_TO DO:_ Whenever a line of the material contains the string "services", it should be copied.

_DATA UNDER STUDY:_
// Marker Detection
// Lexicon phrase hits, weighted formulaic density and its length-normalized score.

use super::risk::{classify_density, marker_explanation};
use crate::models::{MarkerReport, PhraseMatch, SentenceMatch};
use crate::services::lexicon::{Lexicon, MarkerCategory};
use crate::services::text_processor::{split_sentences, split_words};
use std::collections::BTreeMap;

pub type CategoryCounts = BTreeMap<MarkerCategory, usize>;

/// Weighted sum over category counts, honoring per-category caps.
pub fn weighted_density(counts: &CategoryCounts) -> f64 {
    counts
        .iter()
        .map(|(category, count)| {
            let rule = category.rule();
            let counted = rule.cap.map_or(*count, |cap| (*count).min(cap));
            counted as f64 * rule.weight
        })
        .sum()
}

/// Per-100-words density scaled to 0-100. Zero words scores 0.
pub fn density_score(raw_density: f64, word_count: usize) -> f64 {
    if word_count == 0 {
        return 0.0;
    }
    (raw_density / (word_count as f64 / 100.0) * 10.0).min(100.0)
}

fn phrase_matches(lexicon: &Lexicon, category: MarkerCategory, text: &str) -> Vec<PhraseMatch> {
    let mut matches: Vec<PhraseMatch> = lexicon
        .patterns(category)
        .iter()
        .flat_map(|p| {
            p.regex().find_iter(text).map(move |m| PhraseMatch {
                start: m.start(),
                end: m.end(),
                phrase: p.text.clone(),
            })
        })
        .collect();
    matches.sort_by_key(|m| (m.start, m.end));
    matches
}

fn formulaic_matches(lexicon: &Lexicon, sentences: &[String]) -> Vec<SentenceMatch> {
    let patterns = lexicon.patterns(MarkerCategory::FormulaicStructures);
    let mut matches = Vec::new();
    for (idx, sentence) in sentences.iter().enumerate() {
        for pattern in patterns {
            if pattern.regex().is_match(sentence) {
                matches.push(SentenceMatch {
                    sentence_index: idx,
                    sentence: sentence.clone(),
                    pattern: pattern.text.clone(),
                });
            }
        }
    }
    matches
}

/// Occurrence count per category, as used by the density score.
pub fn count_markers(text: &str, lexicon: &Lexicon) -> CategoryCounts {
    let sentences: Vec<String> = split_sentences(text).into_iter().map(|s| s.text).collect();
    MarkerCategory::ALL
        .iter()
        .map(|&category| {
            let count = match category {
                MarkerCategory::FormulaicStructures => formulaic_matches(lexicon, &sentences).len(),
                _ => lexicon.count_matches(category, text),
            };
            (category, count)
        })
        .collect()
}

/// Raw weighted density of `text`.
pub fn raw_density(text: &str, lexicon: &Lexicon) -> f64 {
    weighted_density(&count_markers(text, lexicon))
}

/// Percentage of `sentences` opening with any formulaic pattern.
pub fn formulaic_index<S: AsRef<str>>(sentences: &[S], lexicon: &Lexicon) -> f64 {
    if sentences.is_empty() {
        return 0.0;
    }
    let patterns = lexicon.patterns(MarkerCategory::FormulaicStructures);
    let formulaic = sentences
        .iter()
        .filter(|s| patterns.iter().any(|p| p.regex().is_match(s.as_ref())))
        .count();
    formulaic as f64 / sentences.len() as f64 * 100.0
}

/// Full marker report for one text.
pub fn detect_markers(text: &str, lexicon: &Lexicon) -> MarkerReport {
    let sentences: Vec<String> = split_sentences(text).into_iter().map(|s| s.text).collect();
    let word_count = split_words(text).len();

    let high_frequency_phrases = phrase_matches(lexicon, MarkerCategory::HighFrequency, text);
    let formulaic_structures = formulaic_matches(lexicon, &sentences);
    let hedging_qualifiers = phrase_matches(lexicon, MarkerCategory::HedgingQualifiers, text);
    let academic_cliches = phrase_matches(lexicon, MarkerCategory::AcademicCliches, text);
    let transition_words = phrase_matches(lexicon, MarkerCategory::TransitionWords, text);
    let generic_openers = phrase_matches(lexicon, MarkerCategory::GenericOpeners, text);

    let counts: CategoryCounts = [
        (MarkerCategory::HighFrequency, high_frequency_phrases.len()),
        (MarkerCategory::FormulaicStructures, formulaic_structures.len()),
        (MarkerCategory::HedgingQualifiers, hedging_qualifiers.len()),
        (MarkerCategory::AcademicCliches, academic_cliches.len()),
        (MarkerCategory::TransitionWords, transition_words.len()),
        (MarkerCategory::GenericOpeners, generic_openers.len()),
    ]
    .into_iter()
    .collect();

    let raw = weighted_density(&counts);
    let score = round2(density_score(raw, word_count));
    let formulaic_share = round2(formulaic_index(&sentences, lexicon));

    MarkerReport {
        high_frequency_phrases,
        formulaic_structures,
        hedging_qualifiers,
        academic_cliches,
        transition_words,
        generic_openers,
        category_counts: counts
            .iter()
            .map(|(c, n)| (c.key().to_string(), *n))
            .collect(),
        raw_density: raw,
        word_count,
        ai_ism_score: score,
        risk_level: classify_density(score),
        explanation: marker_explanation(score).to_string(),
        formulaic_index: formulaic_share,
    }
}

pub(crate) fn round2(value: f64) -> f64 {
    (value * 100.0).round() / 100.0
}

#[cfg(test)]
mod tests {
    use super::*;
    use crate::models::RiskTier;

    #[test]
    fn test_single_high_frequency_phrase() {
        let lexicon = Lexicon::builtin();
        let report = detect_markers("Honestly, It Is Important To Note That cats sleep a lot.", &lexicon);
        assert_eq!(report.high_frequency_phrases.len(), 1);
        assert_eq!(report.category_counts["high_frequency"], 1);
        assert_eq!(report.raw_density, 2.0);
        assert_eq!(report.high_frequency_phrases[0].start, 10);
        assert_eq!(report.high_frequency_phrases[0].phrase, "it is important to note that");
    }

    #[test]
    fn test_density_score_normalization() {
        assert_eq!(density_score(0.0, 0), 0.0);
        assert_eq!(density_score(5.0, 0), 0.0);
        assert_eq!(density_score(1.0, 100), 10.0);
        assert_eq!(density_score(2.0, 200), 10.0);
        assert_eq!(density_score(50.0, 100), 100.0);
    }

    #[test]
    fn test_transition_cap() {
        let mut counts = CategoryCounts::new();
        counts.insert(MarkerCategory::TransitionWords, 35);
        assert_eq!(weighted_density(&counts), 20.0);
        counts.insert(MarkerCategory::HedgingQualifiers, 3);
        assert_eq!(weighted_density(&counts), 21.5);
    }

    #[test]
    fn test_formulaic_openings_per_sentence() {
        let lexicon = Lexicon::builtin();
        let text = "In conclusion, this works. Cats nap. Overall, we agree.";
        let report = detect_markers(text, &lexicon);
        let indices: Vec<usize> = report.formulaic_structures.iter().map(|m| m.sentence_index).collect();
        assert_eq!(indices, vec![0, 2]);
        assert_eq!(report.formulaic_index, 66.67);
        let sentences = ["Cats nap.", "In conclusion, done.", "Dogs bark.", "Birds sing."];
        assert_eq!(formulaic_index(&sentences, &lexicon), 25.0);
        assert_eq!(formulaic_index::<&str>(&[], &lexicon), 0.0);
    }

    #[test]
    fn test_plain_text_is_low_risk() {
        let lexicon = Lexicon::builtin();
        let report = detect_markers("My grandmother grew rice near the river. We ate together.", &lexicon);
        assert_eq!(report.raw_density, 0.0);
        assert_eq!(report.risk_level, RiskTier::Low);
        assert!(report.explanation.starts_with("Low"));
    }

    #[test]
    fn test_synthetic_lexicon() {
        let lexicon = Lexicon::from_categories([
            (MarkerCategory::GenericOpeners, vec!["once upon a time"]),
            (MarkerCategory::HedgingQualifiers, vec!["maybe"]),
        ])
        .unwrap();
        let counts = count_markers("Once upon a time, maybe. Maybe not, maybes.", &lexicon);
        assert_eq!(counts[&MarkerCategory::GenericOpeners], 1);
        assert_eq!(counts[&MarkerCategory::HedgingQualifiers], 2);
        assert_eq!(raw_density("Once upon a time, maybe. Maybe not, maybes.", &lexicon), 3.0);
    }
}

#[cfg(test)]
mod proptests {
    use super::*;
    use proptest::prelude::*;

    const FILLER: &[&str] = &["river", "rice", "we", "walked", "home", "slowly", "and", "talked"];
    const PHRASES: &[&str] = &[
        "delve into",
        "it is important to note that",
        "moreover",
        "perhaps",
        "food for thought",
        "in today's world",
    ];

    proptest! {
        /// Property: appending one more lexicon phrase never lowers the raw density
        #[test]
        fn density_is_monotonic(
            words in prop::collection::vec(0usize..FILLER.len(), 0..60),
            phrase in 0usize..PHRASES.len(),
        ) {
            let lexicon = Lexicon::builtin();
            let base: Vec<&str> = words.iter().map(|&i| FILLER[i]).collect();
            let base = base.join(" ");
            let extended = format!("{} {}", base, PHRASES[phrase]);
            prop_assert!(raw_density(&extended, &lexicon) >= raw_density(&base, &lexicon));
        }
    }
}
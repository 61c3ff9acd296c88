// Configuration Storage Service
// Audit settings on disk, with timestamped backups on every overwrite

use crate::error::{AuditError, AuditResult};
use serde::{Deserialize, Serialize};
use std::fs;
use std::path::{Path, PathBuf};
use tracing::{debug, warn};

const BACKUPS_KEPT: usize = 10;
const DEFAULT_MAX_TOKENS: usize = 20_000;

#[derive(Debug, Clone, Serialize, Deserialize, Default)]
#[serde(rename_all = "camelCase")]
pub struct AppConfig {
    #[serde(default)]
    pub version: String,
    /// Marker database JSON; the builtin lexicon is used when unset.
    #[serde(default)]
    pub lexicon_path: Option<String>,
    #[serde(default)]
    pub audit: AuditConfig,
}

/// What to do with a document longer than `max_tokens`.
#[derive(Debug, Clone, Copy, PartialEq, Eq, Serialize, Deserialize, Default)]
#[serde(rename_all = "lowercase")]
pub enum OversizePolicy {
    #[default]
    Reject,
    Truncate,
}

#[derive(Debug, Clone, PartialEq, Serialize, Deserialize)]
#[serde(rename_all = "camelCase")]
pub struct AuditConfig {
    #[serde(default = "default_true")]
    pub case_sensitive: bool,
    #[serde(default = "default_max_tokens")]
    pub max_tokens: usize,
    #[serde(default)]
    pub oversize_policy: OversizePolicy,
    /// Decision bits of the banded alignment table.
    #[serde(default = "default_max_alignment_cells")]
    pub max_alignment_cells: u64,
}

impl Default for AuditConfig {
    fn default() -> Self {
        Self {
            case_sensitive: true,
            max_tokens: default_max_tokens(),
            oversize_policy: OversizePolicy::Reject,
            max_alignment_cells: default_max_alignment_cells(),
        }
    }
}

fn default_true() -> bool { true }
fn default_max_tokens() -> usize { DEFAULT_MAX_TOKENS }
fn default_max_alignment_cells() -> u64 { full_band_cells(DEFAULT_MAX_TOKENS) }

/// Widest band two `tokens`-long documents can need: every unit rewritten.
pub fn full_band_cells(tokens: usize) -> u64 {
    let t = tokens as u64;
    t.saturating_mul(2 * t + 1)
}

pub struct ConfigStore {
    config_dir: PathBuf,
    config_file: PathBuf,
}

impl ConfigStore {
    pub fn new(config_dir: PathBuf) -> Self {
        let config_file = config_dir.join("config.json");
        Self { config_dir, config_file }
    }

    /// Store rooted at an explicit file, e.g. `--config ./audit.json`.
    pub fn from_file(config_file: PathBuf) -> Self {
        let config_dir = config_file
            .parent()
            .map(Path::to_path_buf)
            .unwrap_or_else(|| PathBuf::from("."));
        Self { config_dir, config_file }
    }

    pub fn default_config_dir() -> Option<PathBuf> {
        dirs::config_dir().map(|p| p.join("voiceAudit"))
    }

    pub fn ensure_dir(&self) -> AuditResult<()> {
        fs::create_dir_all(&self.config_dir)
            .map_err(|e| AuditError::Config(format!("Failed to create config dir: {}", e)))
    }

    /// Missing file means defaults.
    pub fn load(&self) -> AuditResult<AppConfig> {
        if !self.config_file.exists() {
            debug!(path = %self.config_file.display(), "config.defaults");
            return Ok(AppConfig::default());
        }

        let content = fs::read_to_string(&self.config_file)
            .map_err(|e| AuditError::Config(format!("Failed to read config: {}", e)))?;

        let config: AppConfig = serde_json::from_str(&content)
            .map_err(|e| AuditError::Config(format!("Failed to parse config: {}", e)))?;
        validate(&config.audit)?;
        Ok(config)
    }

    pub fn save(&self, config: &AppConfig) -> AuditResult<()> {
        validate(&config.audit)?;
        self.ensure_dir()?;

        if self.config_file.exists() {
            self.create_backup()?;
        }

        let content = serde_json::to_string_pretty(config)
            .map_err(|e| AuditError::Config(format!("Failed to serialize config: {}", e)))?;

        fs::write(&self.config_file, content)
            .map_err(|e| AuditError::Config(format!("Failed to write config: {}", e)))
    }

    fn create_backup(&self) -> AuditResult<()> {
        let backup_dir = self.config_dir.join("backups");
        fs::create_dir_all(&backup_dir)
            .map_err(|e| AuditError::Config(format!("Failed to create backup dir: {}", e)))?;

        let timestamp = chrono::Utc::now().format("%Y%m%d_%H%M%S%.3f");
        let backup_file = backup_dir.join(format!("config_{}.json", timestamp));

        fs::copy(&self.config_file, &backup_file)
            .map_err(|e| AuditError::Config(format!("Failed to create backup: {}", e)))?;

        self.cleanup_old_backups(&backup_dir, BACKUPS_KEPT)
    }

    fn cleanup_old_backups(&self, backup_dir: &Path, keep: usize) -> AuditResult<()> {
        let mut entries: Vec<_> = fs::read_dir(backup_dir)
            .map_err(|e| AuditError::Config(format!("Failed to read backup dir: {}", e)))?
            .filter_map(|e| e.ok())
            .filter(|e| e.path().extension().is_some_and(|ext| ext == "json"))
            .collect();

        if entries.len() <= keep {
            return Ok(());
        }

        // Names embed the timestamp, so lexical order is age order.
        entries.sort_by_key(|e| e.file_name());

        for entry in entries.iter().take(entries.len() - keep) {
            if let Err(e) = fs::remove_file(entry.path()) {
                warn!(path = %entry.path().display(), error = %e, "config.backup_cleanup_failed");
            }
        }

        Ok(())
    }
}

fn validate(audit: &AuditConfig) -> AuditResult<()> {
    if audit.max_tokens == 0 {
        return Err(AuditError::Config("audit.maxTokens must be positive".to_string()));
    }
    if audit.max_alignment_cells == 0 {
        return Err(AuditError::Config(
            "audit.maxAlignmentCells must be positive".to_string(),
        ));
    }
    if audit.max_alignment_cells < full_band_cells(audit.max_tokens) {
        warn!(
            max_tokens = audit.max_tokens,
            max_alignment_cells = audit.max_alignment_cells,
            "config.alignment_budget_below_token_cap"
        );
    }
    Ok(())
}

_RESULT FOR THIS EXERCISE:_
use crate::services::lexicon::{Lexicon, MarkerCategory};
use crate::services::text_processor::{split_sentences, split_words};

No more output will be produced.